=== Input data ===
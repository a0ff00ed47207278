//! Request authentication middleware.
//!
//! Every protected route requires `X-Service-Name`, `X-Timestamp` and
//! `X-Signature`. The signature must cover `service:timestamp:body` for the
//! exact body bytes received, and the timestamp must be within the codec's
//! skew window. Failures answer 401 and never reach the handler.

use crate::error::ApiError;
use axum::{
    body::Body,
    http::{HeaderMap, Request},
    response::{IntoResponse, Response},
};
use shared_types::{
    current_timestamp, AuthCodec, AuthError, HEADER_SERVICE_NAME, HEADER_SIGNATURE,
    HEADER_TIMESTAMP,
};
use std::sync::Arc;
use tower::{Layer, Service};
use tracing::{debug, warn};

/// Largest request body the layer will buffer for verification.
pub const DEFAULT_BODY_LIMIT: usize = 2 * 1024 * 1024;

/// Name of the verified caller, inserted into request extensions.
#[derive(Debug, Clone, PartialEq, Eq)]
pub struct AuthenticatedService(pub String);

struct AuthConfig {
    codec: AuthCodec,
    body_limit: usize,
}

/// Authentication layer
#[derive(Clone)]
pub struct SignatureAuthLayer {
    config: Arc<AuthConfig>,
}

impl SignatureAuthLayer {
    pub fn new(codec: AuthCodec) -> Self {
        Self {
            config: Arc::new(AuthConfig {
                codec,
                body_limit: DEFAULT_BODY_LIMIT,
            }),
        }
    }

    pub fn with_body_limit(codec: AuthCodec, body_limit: usize) -> Self {
        Self {
            config: Arc::new(AuthConfig { codec, body_limit }),
        }
    }
}

impl<S> Layer<S> for SignatureAuthLayer {
    type Service = SignatureAuthService<S>;

    fn layer(&self, inner: S) -> Self::Service {
        SignatureAuthService {
            inner,
            config: Arc::clone(&self.config),
        }
    }
}

/// Authentication service
#[derive(Clone)]
pub struct SignatureAuthService<S> {
    inner: S,
    config: Arc<AuthConfig>,
}

impl<S> Service<Request<Body>> for SignatureAuthService<S>
where
    S: Service<Request<Body>, Response = Response> + Clone + Send + 'static,
    S::Future: Send,
{
    type Response = Response;
    type Error = S::Error;
    type Future = std::pin::Pin<
        Box<dyn std::future::Future<Output = Result<Self::Response, Self::Error>> + Send>,
    >;

    fn poll_ready(
        &mut self,
        cx: &mut std::task::Context<'_>,
    ) -> std::task::Poll<Result<(), Self::Error>> {
        self.inner.poll_ready(cx)
    }

    fn call(&mut self, req: Request<Body>) -> Self::Future {
        let config = Arc::clone(&self.config);
        let mut inner = self.inner.clone();

        Box::pin(async move {
            let (parts, body) = req.into_parts();
            let bytes = match axum::body::to_bytes(body, config.body_limit).await {
                Ok(bytes) => bytes,
                Err(e) => {
                    warn!(path = %parts.uri.path(), error = %e, "Unreadable request body");
                    return Ok(ApiError::bad_request("Unreadable request body").into_response());
                }
            };

            match verify(&config.codec, &parts.headers, &bytes) {
                Ok(caller) => {
                    debug!(caller = %caller, path = %parts.uri.path(), "Request authenticated");
                    let mut req = Request::from_parts(parts, Body::from(bytes));
                    req.extensions_mut().insert(AuthenticatedService(caller));
                    inner.call(req).await
                }
                Err(e) => {
                    warn!(
                        security = true,
                        path = %parts.uri.path(),
                        caller = header(&parts.headers, HEADER_SERVICE_NAME).unwrap_or("<none>"),
                        error = %e,
                        "Rejected unauthenticated request"
                    );
                    Ok(unauthorized_response(&e))
                }
            }
        })
    }
}

fn header<'a>(headers: &'a HeaderMap, name: &str) -> Option<&'a str> {
    headers.get(name).and_then(|v| v.to_str().ok())
}

fn verify(codec: &AuthCodec, headers: &HeaderMap, body: &[u8]) -> Result<String, AuthError> {
    codec.verify_headers(
        header(headers, HEADER_SERVICE_NAME),
        header(headers, HEADER_TIMESTAMP),
        header(headers, HEADER_SIGNATURE),
        body,
        current_timestamp(),
    )
}

fn unauthorized_response(err: &AuthError) -> Response {
    let detail = match err {
        AuthError::MissingHeaders => "Missing authentication headers".to_string(),
        AuthError::InvalidTimestamp(_) => "Invalid timestamp format".to_string(),
        AuthError::StaleTimestamp { .. } => "Request timestamp too old".to_string(),
        other => other.to_string(),
    };
    ApiError::unauthorized(detail).into_response()
}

=== Work instruction ===
Start to finish, copy the records above with no differences.

=== Answer to this problem ===
repository a0ff00ed47207278
//! Request authentication middleware.
//!
//! Every protected route requires `X-Service-Name`, `X-Timestamp` and
//! `X-Signature`. The signature must cover `service:timestamp:body` for the
//! exact body bytes received, and the timestamp must be within the codec's
//! skew window. Failures answer 401 and never reach the handler.

use crate::error::ApiError;
use axum::{
    body::Body,
    http::{HeaderMap, Request},
    response::{IntoResponse, Response},
};
use shared_types::{
    current_timestamp, AuthCodec, AuthError, HEADER_SERVICE_NAME, HEADER_SIGNATURE,
    HEADER_TIMESTAMP,
};
use std::sync::Arc;
use tower::{Layer, Service};
use tracing::{debug, warn};

/// Largest request body the layer will buffer for verification.
pub const DEFAULT_BODY_LIMIT: usize = 2 * 1024 * 1024;

/// Name of the verified caller, inserted into request extensions.
#[derive(Debug, Clone, PartialEq, Eq)]
pub struct AuthenticatedService(pub String);

struct AuthConfig {
    codec: AuthCodec,
    body_limit: usize,
}

/// Authentication layer
#[derive(Clone)]
pub struct SignatureAuthLayer {
    config: Arc<AuthConfig>,
}

impl SignatureAuthLayer {
    pub fn new(codec: AuthCodec) -> Self {
        Self {
            config: Arc::new(AuthConfig {
                codec,
                body_limit: DEFAULT_BODY_LIMIT,
            }),
        }
    }

    pub fn with_body_limit(codec: AuthCodec, body_limit: usize) -> Self {
        Self {
            config: Arc::new(AuthConfig { codec, body_limit }),
        }
    }
}

impl<S> Layer<S> for SignatureAuthLayer {
    type Service = SignatureAuthService<S>;

    fn layer(&self, inner: S) -> Self::Service {
        SignatureAuthService {
            inner,
            config: Arc::clone(&self.config),
        }
    }
}

/// Authentication service
#[derive(Clone)]
pub struct SignatureAuthService<S> {
    inner: S,
    config: Arc<AuthConfig>,
}

impl<S> Service<Request<Body>> for SignatureAuthService<S>
where
    S: Service<Request<Body>, Response = Response> + Clone + Send + 'static,
    S::Future: Send,
{
    type Response = Response;
    type Error = S::Error;
    type Future = std::pin::Pin<
        Box<dyn std::future::Future<Output = Result<Self::Response, Self::Error>> + Send>,
    >;

    fn poll_ready(
        &mut self,
        cx: &mut std::task::Context<'_>,
    ) -> std::task::Poll<Result<(), Self::Error>> {
        self.inner.poll_ready(cx)
    }

    fn call(&mut self, req: Request<Body>) -> Self::Future {
        let config = Arc::clone(&self.config);
        let mut inner = self.inner.clone();

        Box::pin(async move {
            let (parts, body) = req.into_parts();
            let bytes = match axum::body::to_bytes(body, config.body_limit).await {
                Ok(bytes) => bytes,
                Err(e) => {
                    warn!(path = %parts.uri.path(), error = %e, "Unreadable request body");
                    return Ok(ApiError::bad_request("Unreadable request body").into_response());
                }
            };

            match verify(&config.codec, &parts.headers, &bytes) {
                Ok(caller) => {
                    debug!(caller = %caller, path = %parts.uri.path(), "Request authenticated");
                    let mut req = Request::from_parts(parts, Body::from(bytes));
                    req.extensions_mut().insert(AuthenticatedService(caller));
                    inner.call(req).await
                }
                Err(e) => {
                    warn!(
                        security = true,
                        path = %parts.uri.path(),
                        caller = header(&parts.headers, HEADER_SERVICE_NAME).unwrap_or("<none>"),
                        error = %e,
                        "Rejected unauthenticated request"
                    );
                    Ok(unauthorized_response(&e))
                }
            }
        })
    }
}

fn header<'a>(headers: &'a HeaderMap, name: &str) -> Option<&'a str> {
    headers.get(name).and_then(|v| v.to_str().ok())
}

fn verify(codec: &AuthCodec, headers: &HeaderMap, body: &[u8]) -> Result<String, AuthError> {
    codec.verify_headers(
        header(headers, HEADER_SERVICE_NAME),
        header(headers, HEADER_TIMESTAMP),
        header(headers, HEADER_SIGNATURE),
        body,
        current_timestamp(),
    )
}

fn unauthorized_response(err: &AuthError) -> Response {
    let detail = match err {
        AuthError::MissingHeaders => "Missing authentication headers".to_string(),
        AuthError::InvalidTimestamp(_) => "Invalid timestamp format".to_string(),
        AuthError::StaleTimestamp { .. } => "Request timestamp too old".to_string(),
        other => other.to_string(),
    };
    ApiError::unauthorized(detail).into_response()
}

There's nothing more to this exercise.